The score-line of Djokovic’s victory over Federer may not indicate the reality that Federer lost Sunday’s championship match against Novak Djokovic on account his failure to convert the numerous break-point opportunities that came his way. He got as many as 23 chances in the match and could only convert 4. Those 19 misses allowed Djokovic to snatch the title away from Federer. Until 2008, Federer ruled at world stage, when he entered 14 Grand Slam Finals, of which he emerged the victor in 12. In the last seven years, he could only add 5 from the 8 Grand Slams finals. But it will be unfair not to credit Djokovic for the manner, in which he played against Federer on Sunday.

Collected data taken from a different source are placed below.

//! # Traffic Light Peripheral
//!
//! Runs the four-phase traffic light cycle as an independent process. The
//! supervisor in the control station spawns the `run` entry and force-kills
//! it on toggle-off, then invokes the `off` entry to guarantee a dark
//! fixture.
//!
//! # Usage
//!
//! ```bash
//! # Cycle forever (SIGINT turns everything off and exits)
//! traffic-light run
//!
//! # One pass: all outputs low, release the fixture, exit
//! traffic-light off
//! ```

use clap::{Parser, Subcommand};
use mbit_control::constants::TRAFFIC_LIGHT_PINS;
use mbit_control::fixture::OutputBank;
use mbit_control::sequencer::TrafficSequencer;
use std::sync::atomic::{AtomicBool, Ordering};
use std::sync::Arc;
use tracing::{error, info};
use tracing_subscriber::EnvFilter;

#[derive(Parser, Debug)]
#[command(name = "traffic-light")]
#[command(version)]
#[command(about = "Four-phase traffic light run-loop for the robot platform")]
struct Args {
    #[command(subcommand)]
    entry: Entry,
}

#[derive(Subcommand, Debug)]
enum Entry {
    /// Cycle the two signal heads forever until terminated
    Run,
    /// Drive all six outputs low and exit immediately
    Off,
}

#[cfg(feature = "rpi-gpio")]
fn open_bank() -> mbit_control::Result<mbit_control::GpioBank> {
    mbit_control::GpioBank::new(&TRAFFIC_LIGHT_PINS)
}

#[cfg(not(feature = "rpi-gpio"))]
fn open_bank() -> mbit_control::Result<mbit_control::SimBank> {
    Ok(mbit_control::SimBank::new("traffic-light", &TRAFFIC_LIGHT_PINS))
}

fn main() {
    if let Err(e) = run() {
        error!("traffic light failed: {e}");
        std::process::exit(1);
    }
}

fn run() -> Result<(), Box<dyn std::error::Error>> {
    tracing_subscriber::fmt()
        .with_env_filter(EnvFilter::try_from_default_env().unwrap_or_else(|_| "info".into()))
        .with_target(false)
        .init();

    let args = Args::parse();
    let mut bank = open_bank()?;

    match args.entry {
        Entry::Run => {
            let stop = Arc::new(AtomicBool::new(false));
            let flag = Arc::clone(&stop);
            ctrlc::set_handler(move || {
                info!("received shutdown signal");
                flag.store(true, Ordering::SeqCst);
            })?;
            TrafficSequencer::new(bank).run(&stop)?;
        }
        Entry::Off => {
            bank.all_off()?;
            info!("all traffic light outputs low");
        }
    }
    Ok(())
}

He is not the world’s no.1 player for nothing. The Serb is not merely a defender; he takes risks in trying to transform an apparent vulnerability into scathing offense. He is tactical genius, who knows full well that what works in the first set may not work in the fourth. The tussle between the two greatest players in the game on Sunday was truly a classic and the Serbian emerged the US Open champion for the second time in his career.

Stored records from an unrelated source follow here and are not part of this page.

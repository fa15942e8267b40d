//! Binary output fixtures.
//!
//! A fixture is a bank of binary output channels addressed by BCM pin
//! number. On the Raspberry Pi the bank drives real GPIO lines (behind the
//! `rpi-gpio` feature); everywhere else a simulated bank records levels and
//! logs transitions, which keeps the peripheral binaries and the tests
//! runnable off the platform.

use crate::error::Result;
use std::collections::HashMap;
use tracing::debug;

/// A bank of binary output channels.
pub trait OutputBank {
    /// Drive the given channels to the given levels, in order, in one pass.
    fn write(&mut self, levels: &[(u8, bool)]) -> Result<()>;

    /// Drive every channel of the bank low.
    fn all_off(&mut self) -> Result<()>;
}

/// In-memory fixture used off the Pi and in tests.
#[derive(Debug)]
pub struct SimBank {
    label: &'static str,
    levels: HashMap<u8, bool>,
}

impl SimBank {
    /// Create a bank for the given channels, all initially low.
    pub fn new(label: &'static str, pins: &[u8]) -> Self {
        SimBank { label, levels: pins.iter().map(|&p| (p, false)).collect() }
    }

    /// Current level of one channel. Unknown channels read low.
    pub fn level(&self, pin: u8) -> bool {
        self.levels.get(&pin).copied().unwrap_or(false)
    }

    /// True when every channel of the bank is low.
    pub fn is_all_off(&self) -> bool {
        self.levels.values().all(|&on| !on)
    }
}

impl OutputBank for SimBank {
    fn write(&mut self, levels: &[(u8, bool)]) -> Result<()> {
        for &(pin, on) in levels {
            self.levels.insert(pin, on);
            debug!(fixture = self.label, pin, on, "output level set");
        }
        Ok(())
    }

    fn all_off(&mut self) -> Result<()> {
        let pins: Vec<u8> = self.levels.keys().copied().collect();
        for pin in pins {
            self.levels.insert(pin, false);
        }
        debug!(fixture = self.label, "all outputs low");
        Ok(())
    }
}

/// GPIO-backed fixture for the Raspberry Pi.
#[cfg(feature = "rpi-gpio")]
pub struct GpioBank {
    pins: HashMap<u8, rppal::gpio::OutputPin>,
}

#[cfg(feature = "rpi-gpio")]
impl GpioBank {
    /// Claim the given BCM pins as outputs.
    ///
    /// The pins reset low when the bank drops, so a cooperative exit
    /// releases the fixture in a dark state.
    pub fn new(pins: &[u8]) -> Result<Self> {
        let gpio = rppal::gpio::Gpio::new()?;
        let mut claimed = HashMap::with_capacity(pins.len());
        for &pin in pins {
            claimed.insert(pin, gpio.get(pin)?.into_output_low());
        }
        Ok(GpioBank { pins: claimed })
    }
}

#[cfg(feature = "rpi-gpio")]
impl OutputBank for GpioBank {
    fn write(&mut self, levels: &[(u8, bool)]) -> Result<()> {
        for &(pin, on) in levels {
            if let Some(out) = self.pins.get_mut(&pin) {
                if on {
                    out.set_high();
                } else {
                    out.set_low();
                }
            }
        }
        Ok(())
    }

    fn all_off(&mut self) -> Result<()> {
        for out in self.pins.values_mut() {
            out.set_low();
        }
        Ok(())
    }
}

#[cfg(test)]
mod tests {
    use super::*;

    #[test]
    fn sim_bank_tracks_levels() {
        let mut bank = SimBank::new("test", &[1, 2, 3]);
        assert!(bank.is_all_off());

        bank.write(&[(1, true), (3, true)]).unwrap();
        assert!(bank.level(1));
        assert!(!bank.level(2));
        assert!(bank.level(3));

        bank.all_off().unwrap();
        assert!(bank.is_all_off());
    }
}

It rained in New York once again and the championship game was delayed by hours. When play finally got underway, Djokovic faced two opponents; one across from him on the other side of the net and the partisan crowd at the Arthur Ashe stadium, who rooted for Federer and jeered at Djokovic. A lesser man than Djokovic might have cracked in such an atmosphere, but the Serb is now a champion of many seasons. He had seen that before and kept himself unruffled against such partisan vibe. Over the years, Djokovic has acquired the mental toughness that prevents him from breaking down. It shows in the same way as his winning a baseline rally with the most tenacious opponent. In the first set, Federer’s first-serve percentage dropped below 50 percent and that allowed Djokovic to take that set 6-4. The 17-time Grand Slam champion found his form in the second set and egged on by the crowd squared the set scores with a 7-5 win.

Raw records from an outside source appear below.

//! Persisted step factors.
//!
//! Two plain-text files, each holding one decimal integer:
//! `fb_factor.dat` scales forward/backward steps, `lr_factor.dat` scales
//! left/right turns. They are read once at startup and rewritten whenever
//! the operator commits new values.

use crate::constants::{DEFAULT_STEP_FACTOR, FB_FACTOR_FILE, LR_FACTOR_FILE};
use crate::error::{ControlError, Result};
use std::fs;
use std::path::{Path, PathBuf};
use tracing::{debug, info};

/// Scalar multipliers converting user-entered steps into wire magnitudes.
#[derive(Debug, Clone, Copy, PartialEq, Eq)]
pub struct StepFactors {
    /// Factor for forward/backward movement
    pub longitudinal: u32,
    /// Factor for left/right turns
    pub rotational: u32,
}

/// Owns the in-memory factors and their backing files.
#[derive(Debug)]
pub struct StepFactorStore {
    dir: PathBuf,
    factors: StepFactors,
}

impl StepFactorStore {
    /// Load both factors from `dir`, validating that each is a positive
    /// integer. A missing file is seeded with [`DEFAULT_STEP_FACTOR`]; a
    /// present but corrupt file is an error rather than a silent fallback.
    pub fn load(dir: impl Into<PathBuf>) -> Result<Self> {
        let dir = dir.into();
        fs::create_dir_all(&dir)?;
        let longitudinal = load_factor(&dir.join(FB_FACTOR_FILE))?;
        let rotational = load_factor(&dir.join(LR_FACTOR_FILE))?;
        info!(longitudinal, rotational, dir = %dir.display(), "step factors loaded");
        Ok(StepFactorStore { dir, factors: StepFactors { longitudinal, rotational } })
    }

    /// Current in-memory factors.
    pub fn factors(&self) -> StepFactors {
        self.factors
    }

    /// Commit new factors, rewriting each backing file and the in-memory
    /// value per field. Zero factors are rejected.
    pub fn update(&mut self, longitudinal: u32, rotational: u32) -> Result<()> {
        validate(self.dir.join(FB_FACTOR_FILE), longitudinal)?;
        validate(self.dir.join(LR_FACTOR_FILE), rotational)?;

        write_factor(&self.dir.join(FB_FACTOR_FILE), longitudinal)?;
        self.factors.longitudinal = longitudinal;
        write_factor(&self.dir.join(LR_FACTOR_FILE), rotational)?;
        self.factors.rotational = rotational;

        info!(longitudinal, rotational, "step factors updated");
        Ok(())
    }
}

fn validate(path: PathBuf, value: u32) -> Result<()> {
    if value == 0 {
        return Err(ControlError::InvalidFactor {
            path: path.display().to_string(),
            reason: "factor must be a positive integer".into(),
        });
    }
    Ok(())
}

fn load_factor(path: &Path) -> Result<u32> {
    if !path.exists() {
        debug!(path = %path.display(), "settings file missing, seeding default");
        write_factor(path, DEFAULT_STEP_FACTOR)?;
        return Ok(DEFAULT_STEP_FACTOR);
    }
    let text = fs::read_to_string(path)?;
    let value: u32 = text.trim().parse().map_err(|_| ControlError::InvalidFactor {
        path: path.display().to_string(),
        reason: format!("not a decimal integer: {:?}", text.trim()),
    })?;
    if value == 0 {
        return Err(ControlError::InvalidFactor {
            path: path.display().to_string(),
            reason: "factor must be a positive integer".into(),
        });
    }
    Ok(value)
}

fn write_factor(path: &Path, value: u32) -> Result<()> {
    fs::write(path, value.to_string())?;
    Ok(())
}

#[cfg(test)]
mod tests {
    use super::*;
    use tempfile::tempdir;

    #[test]
    fn missing_files_are_seeded_with_defaults() {
        let dir = tempdir().unwrap();
        let store = StepFactorStore::load(dir.path()).unwrap();
        assert_eq!(
            store.factors(),
            StepFactors { longitudinal: DEFAULT_STEP_FACTOR, rotational: DEFAULT_STEP_FACTOR }
        );
        assert!(dir.path().join(FB_FACTOR_FILE).exists());
        assert!(dir.path().join(LR_FACTOR_FILE).exists());
    }

    #[test]
    fn update_rewrites_files_and_memory() {
        let dir = tempdir().unwrap();
        let mut store = StepFactorStore::load(dir.path()).unwrap();
        store.update(10, 5).unwrap();
        assert_eq!(store.factors(), StepFactors { longitudinal: 10, rotational: 5 });

        // A fresh load must observe the committed values.
        let reloaded = StepFactorStore::load(dir.path()).unwrap();
        assert_eq!(reloaded.factors(), StepFactors { longitudinal: 10, rotational: 5 });
        assert_eq!(fs::read_to_string(dir.path().join(FB_FACTOR_FILE)).unwrap(), "10");
        assert_eq!(fs::read_to_string(dir.path().join(LR_FACTOR_FILE)).unwrap(), "5");
    }

    #[test]
    fn zero_factor_is_rejected_on_update() {
        let dir = tempdir().unwrap();
        let mut store = StepFactorStore::load(dir.path()).unwrap();
        assert!(matches!(store.update(0, 5), Err(ControlError::InvalidFactor { .. })));
        // The rejected update must leave memory and disk untouched.
        assert_eq!(
            store.factors(),
            StepFactors { longitudinal: DEFAULT_STEP_FACTOR, rotational: DEFAULT_STEP_FACTOR }
        );
    }

    #[test]
    fn corrupt_file_fails_load() {
        let dir = tempdir().unwrap();
        fs::write(dir.path().join(FB_FACTOR_FILE), "banana").unwrap();
        assert!(matches!(
            StepFactorStore::load(dir.path()),
            Err(ControlError::InvalidFactor { .. })
        ));
    }

    #[test]
    fn non_positive_persisted_value_fails_load() {
        let dir = tempdir().unwrap();
        fs::write(dir.path().join(FB_FACTOR_FILE), "0").unwrap();
        assert!(matches!(
            StepFactorStore::load(dir.path()),
            Err(ControlError::InvalidFactor { .. })
        ));
    }

    #[test]
    fn whitespace_around_persisted_value_is_tolerated() {
        let dir = tempdir().unwrap();
        fs::write(dir.path().join(FB_FACTOR_FILE), "12\n").unwrap();
        fs::write(dir.path().join(LR_FACTOR_FILE), " 7 ").unwrap();
        let store = StepFactorStore::load(dir.path()).unwrap();
        assert_eq!(store.factors(), StepFactors { longitudinal: 12, rotational: 7 });
    }
}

However just as he did at Wimbledon, Federer couldn’t carry the momentum in the third set. They went on serves until 4-4 before Djokovic broke Federer in the ninth game. Federer won the first two points to take the 30-0 lead but he netted a forehand next. A 118 mph service brought him at 40-15 and on the verge of a 5-4 lead. It was here that Djokovic showed his mettle. The Serb produced a winner to make the score 40-30 and a clean return of Federer’s service took the game to deuce. Federer erred at crunch time with two of his backhand shots going awry and Djokovic got the break for a 2-1 lead on sets.
Federer’s final chance came in the fourth set after Djokovic had established a 5-2 lead. He broke the Serb to make the score 5-4 and when Djokovic served again, Federer held two break-point opportunities. Djokovic saved the first by serving a 123 mph ace and Federer spoiled his last chance by sending a forehand long. On championship point, the Swiss master erred and blew up another chance by committing an error from the baseline to hand over the Grand Slam title to Djokovic at 6-4, 5-7, 6-4, 6-4.